POCA did not alter the basic method of enforcing confiscation orders, which is by ordering a period of imprisonment if an order is not complied with. But it did introduce a scheme where a defendant who serves a period of imprisonment in default of an order does not extinguish the confiscation order; Section 38(5). The Court may appoint enforcement receivers to deal with the defendant’s property. Third parties holding interests in realisable property may be ordered to pay the receiver “in respect of a beneficial interest held by the defendant or the recipient of a tainted gift”, under Section 51(6).

Third Parties And POCA

A third party could not be involved in confiscation litigation until the Serious Crime Act 2015 (SCA) amended POCA. A third party can now get involved in the confiscation litigation before the confiscation order is made. Prosecution and the defence are now under a duty to bring to the court’s attention details of any interest that any third party may have in the property claimed as realisable by the Crown. This will make the initial confiscation process more lengthy and complicated but may speed up the enforcement process.

Restraint Orders

Restraint orders can also present opportunities. There is an absolute right for the third party under a restraint order to be heard before the confiscation order is made. Arguments can then be put forward that, for example, the third party’s interest in property can and should be severed from the restraint order. This can be an early argument for, in effect, a reduction of the benefit figure claim, as well as the available amount. Read more about: Restraint Orders.

Tainted Gifts

Section 9 of the Act provides that the available amount is the value of all of the defendant’s free property - minus some of his prior obligations, such as earlier fines - plus the value of all tainted gifts made by the defendant. The notion of tainted gifts, covered by Section 77 of POCA, is designed to catch those who give property to others.

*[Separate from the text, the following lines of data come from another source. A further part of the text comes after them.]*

//! Process-wide traffic counters and the periodic monitors that log them.
//!
//! Counters are shared through an injected `Arc<TrafficCounters>`; the
//! decorators in [`super::conn_track`] feed them.

use std::sync::atomic::{AtomicI64, AtomicU64, Ordering};
use std::sync::Arc;
use std::time::Duration;

use tokio::time::MissedTickBehavior;
use tokio_util::sync::CancellationToken;

// ---------------------------------------------------------------------------
// TrafficCounters
// ---------------------------------------------------------------------------

#[derive(Debug, Default)]
pub struct TrafficCounters {
    // ---
    /// Bytes moved in either direction since the last [`swap_bytes`](Self::swap_bytes).
    bytes: AtomicU64,

    /// Tunneled connections currently open.
    open_conns: AtomicI64,
}

// ---

impl TrafficCounters {
    // ---
    pub fn new() -> Arc<Self> {
        Arc::new(Self::default())
    }

    // ---

    pub fn add_bytes(&self, n: u64) {
        self.bytes.fetch_add(n, Ordering::Relaxed);
    }

    // ---

    /// Read and reset the byte counter.
    pub fn swap_bytes(&self) -> u64 {
        self.bytes.swap(0, Ordering::AcqRel)
    }

    // ---

    pub fn conn_opened(&self) {
        self.open_conns.fetch_add(1, Ordering::AcqRel);
    }

    // ---

    pub fn conn_closed(&self) {
        self.open_conns.fetch_sub(1, Ordering::AcqRel);
    }

    // ---

    pub fn open_conns(&self) -> i64 {
        self.open_conns.load(Ordering::Acquire)
    }
}

// ---------------------------------------------------------------------------
// Monitors
// ---------------------------------------------------------------------------

/// Throughput in megabits per second for `bytes` moved over `period`.
pub fn mbps(bytes: u64, period: Duration) -> f64 {
    // ---
    let secs = period.as_secs_f64();
    if secs <= 0.0 {
        return 0.0;
    }
    (bytes as f64 * 8.0) / (secs * 1e6)
}

// ---

/// Spawn the traffic and open-connection monitors. Both log at debug level
/// once per `period` until `shutdown` fires.
pub fn spawn_monitors(
    counters: Arc<TrafficCounters>,
    period: Duration,
    shutdown: CancellationToken,
) -> tokio::task::JoinHandle<()> {
    // ---
    tokio::spawn(async move {
        let mut tick = tokio::time::interval(period);
        tick.set_missed_tick_behavior(MissedTickBehavior::Delay);
        tick.tick().await;

        loop {
            tokio::select! {
                _ = shutdown.cancelled() => break,
                _ = tick.tick() => {}
            }

            let bytes = counters.swap_bytes();
            tracing::debug!(mbps = mbps(bytes, period), bytes, "traffic");
            tracing::debug!(current = counters.open_conns(), "open_connections");
        }
    })
}

// ---------------------------------------------------------------------------
// Tests
// ---------------------------------------------------------------------------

Section 81, however, is also very important as it demonstrates that before determining the value of a tainted gift, it is necessary to establish what the recipient of the tainted gift has done with it.

If the property remains in the recipient’s hands, the value of the tainted gift is either its value at the time the gift was made (which can be adjusted for inflation) or its current value; whichever is the greater.

But if the property is no longer wholly in the recipient’s hands, the value that the court will put on that item must be the greater of:

  • Its value at the time of the gift (adjusted for inflation).
  • The current value of the retained part plus the current value of anything held by the recipient that represents the part disposed of by the recipient.

Financial investigators can and should be challenged on their valuations of tainted gifts, as a Section 81 valuation argument can bring them to the negotiating table.

Hidden Assets

There was a general understanding that if the court concludes that a defendant has hidden assets then the confiscation order must be in the full amount of the benefit. This followed the case of Telli v Revenue and Customs Prosecution Office (2008), where the judge said that the court must make a confiscation order for the full value of the benefit and had no discretion to order confiscation of a lesser sum.

But the Court of Appeal in the case of R v Ahmad found that: “The court may conclude that a defendant’s realisable assets are less than the full value of the benefit on the basis of the facts as a whole. A defendant who is found not to have told the truth or who has declined to give truthful disclosure will inevitably find it difficult to discharge the burden imposed upon him. But it may not be impossible for him to do so.’’ The Court in this case added that other sources of evidence apart from the defendant himself may persuade a court that the assets available to the defendant are less than the full value of the benefit – meaning a confiscation order does not have to be for the full amount of the benefit of the assets that are available plus those that have allegedly been hidden.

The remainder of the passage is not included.